Post by Yanche » Fri. May. 01, 2009 10:56 pm

The amount of delivered heat measured in BTU/hr is dependent on the water temperature, flow rate and the temperature drop in the heat emitters (radiators, baseboard, air coil, etc.) Here's my previously posted graph of the relationship for a supply water temperature of 140 deg F.
Notice you get more heat transfer at greater flow rates. You also get more heat transfer if there is a larger temperature difference between the supply water temperature and the return water temperature. A large difference would occur when for example your house is cold and the heat emitters are hot. Less, transfer when the house warms up. I plotted this graph for 140 deg F water. That's about the lowest one would use in any radiation design system. Hotter supply temperatures would provide proportionally more heat transfer.

In any case you need a certain flow rate (gal/min) for design conditions. The pipe size and pump characteristics determine how much flow you can have. In a closed loop hydronic system resistance to flow is only determined by the pipe and other components that the water flows through. There is no static head. For a given pump and piping system the intersection of the "pump curve" and the "piping resistance" determines the flow rate. For example look at the graph my previously posted family of pump and piping curves.
There are three different Taco pumps (green curves). There are three different lengths of PEX-AL-PEX (black curves) and two different lengths of copper (red curves) pipe. The intersection of the pipe resistance curve with the pump curve determines the water flow rate. Once you know the flow rate you can then look at the heat transfer curves described in the paragraph above and determine the heat transferred.
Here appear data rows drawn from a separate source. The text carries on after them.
//! Per-run token cache with memoized discovery and one token request per scope.
//!
//! [`TokenCache::get_token`] never requests the same scope twice within a run, the default scope
//! included, and it memoizes failures as well as successes: a scope that failed once stays
//! failed. Discovery runs on the first token request and its outcome (endpoint or error) is
//! reused for every later scope, so a discovery failure aborts all subsequent acquisition. A
//! per-scope singleflight guard lets concurrent callers share one in-flight request.

// self
use crate::{
	_prelude::*,
	auth::{AccessToken, Scope, Secret},
	descriptor::{ApiDescriptor, OAuthClient},
	error::{DiscoveryError, TokenError},
	http::HttpClient,
	obs::{self, Stage, StageOutcome, StageSpan},
	oidc::{self, ClientCredentialsRequest},
};

/// Outcome of acquiring one scope, memoized for the whole run.
pub type TokenSlot = Result<AccessToken, TokenError>;

/// Memoized OAuth 2.0 client-credentials tokens for one assessment run.
pub struct TokenCache<C>
where
	C: ?Sized + HttpClient,
{
	http_client: Arc<C>,
	owner: String,
	issuer: Url,
	client_id: String,
	client_secret: Secret,
	audience: String,
	token_endpoint: AsyncMutex<Option<Result<Url, DiscoveryError>>>,
	tokens: Mutex<HashMap<Scope, TokenSlot>>,
	scope_guards: Mutex<HashMap<Scope, Arc<AsyncMutex<()>>>>,
}
impl<C> TokenCache<C>
where
	C: ?Sized + HttpClient,
{
	/// Creates an empty cache for one OAuth client.
	pub fn new(
		http_client: impl Into<Arc<C>>,
		owner: impl Into<String>,
		client: &OAuthClient,
		audience: impl Into<String>,
	) -> Self {
		Self {
			http_client: http_client.into(),
			owner: owner.into(),
			issuer: client.issuer.clone(),
			client_id: client.client_id.clone(),
			client_secret: client.client_secret.clone(),
			audience: audience.into(),
			token_endpoint: AsyncMutex::new(None),
			tokens: Default::default(),
			scope_guards: Default::default(),
		}
	}

	/// Creates a cache for the descriptor, or `None` when it exposes no authenticated method.
	pub fn for_descriptor(http_client: impl Into<Arc<C>>, descriptor: &ApiDescriptor) -> Option<Self> {
		descriptor
			.oauth
			.as_ref()
			.map(|client| Self::new(http_client, &descriptor.owner, client, descriptor.audience()))
	}

	/// Audience sent with every token request.
	pub fn audience(&self) -> &str {
		&self.audience
	}

	/// Returns the token endpoint, performing discovery on first use.
	pub async fn token_endpoint(&self) -> Result<Url, DiscoveryError> {
		let mut slot = self.token_endpoint.lock().await;

		if let Some(cached) = slot.as_ref() {
			return cached.clone();
		}

		const STAGE: Stage = Stage::Discovery;

		let span = StageSpan::new(STAGE, &self.owner);

		obs::record_stage_outcome(STAGE, StageOutcome::Attempt);

		let result = span
			.instrument(oidc::discover_token_endpoint(self.http_client.as_ref(), &self.issuer))
			.await;

		match &result {
			Ok(_) => obs::record_stage_outcome(STAGE, StageOutcome::Success),
			Err(_) => obs::record_stage_outcome(STAGE, StageOutcome::Failure),
		}

		*slot = Some(result.clone());

		result
	}

	/// Returns the token for `scope`, requesting it at most once per run.
	pub async fn get_token(&self, scope: &Scope) -> Result<AccessToken, TokenError> {
		if let Some(cached) = self.cached(scope) {
			return cached;
		}

		let guard = self.scope_guard(scope);
		let _singleflight = guard.lock().await;

		if let Some(cached) = self.cached(scope) {
			return cached;
		}

		const STAGE: Stage = Stage::TokenAcquisition;

		let span = StageSpan::new(STAGE, &self.owner);

		obs::record_stage_outcome(STAGE, StageOutcome::Attempt);

		let result = span.instrument(self.acquire(scope)).await;

		match &result {
			Ok(token) => {
				obs::record_stage_outcome(STAGE, StageOutcome::Success);
				obs::token_acquired(&self.owner, scope, &token.secret.fingerprint());
			},
			Err(e) => {
				obs::record_stage_outcome(STAGE, StageOutcome::Failure);
				obs::token_failed(&self.owner, scope, e);
			},
		}

		self.tokens.lock().insert(scope.clone(), result.clone());

		result
	}

	/// Acquires every scope in order and returns the per-scope results.
	///
	/// All acquisition happens before any probe is issued; failures are kept per scope and do not
	/// stop the remaining scopes.
	pub async fn acquire_all(&self, scopes: &[Scope]) -> HashMap<Scope, TokenSlot> {
		let mut acquired = HashMap::with_capacity(scopes.len());

		for scope in scopes {
			acquired.insert(scope.clone(), self.get_token(scope).await);
		}

		acquired
	}

	/// Number of distinct scopes requested so far, successful or not.
	pub fn requested_scopes(&self) -> usize {
		self.tokens.lock().len()
	}

	async fn acquire(&self, scope: &Scope) -> TokenSlot {
		let endpoint = self
			.token_endpoint()
			.await
			.map_err(|source| TokenError::DiscoveryFailed { source })?;
		let request = ClientCredentialsRequest {
			client_id: &self.client_id,
			client_secret: &self.client_secret,
			audience: &self.audience,
			scope,
		};
		let secret = oidc::request_token(self.http_client.as_ref(), &endpoint, &request).await?;

		Ok(AccessToken::new(scope.clone(), secret))
	}

	fn cached(&self, scope: &Scope) -> Option<TokenSlot> {
		self.tokens.lock().get(scope).cloned()
	}

	fn scope_guard(&self, scope: &Scope) -> Arc<AsyncMutex<()>> {
		let mut guards = self.scope_guards.lock();

		guards.entry(scope.clone()).or_insert_with(|| Arc::new(AsyncMutex::new(()))).clone()
	}
}
impl<C> Debug for TokenCache<C>
where
	C: ?Sized + HttpClient,
{
	fn fmt(&self, f: &mut Formatter) -> FmtResult {
		f.debug_struct("TokenCache")
			.field("owner", &self.owner)
			.field("issuer", &self.issuer.as_str())
			.field("client_id", &self.client_id)
			.field("audience", &self.audience)
			.field("requested_scopes", &self.requested_scopes())
			.finish()
	}
}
Obviously there are a lot of variables and design tradeoffs. You can have different pipes (PEX, PEX-Al-PEX, copper, iron) alone or in combination. You can have low, medium or high head pumps. You can have lots of radiant area like in floor tubing. You can have marginally sized copper baseboards that require high supply temperatures, etc. I hope this gives you a better understanding of what a design engineer or a trained plumber considers when designing a heating system. Engineers like me, tend to design in detail, using equations and graphs. Plumbers design using rules of thumb provided to them by design engineers. Properly applied both methods can design a satisfactory heating system.

What sting is saying in "In a trouble free design" is his design rules of thumb are conservative. One inch PEX can carry more heat than 80,000 BTU/hr but the application requires detailed analysis.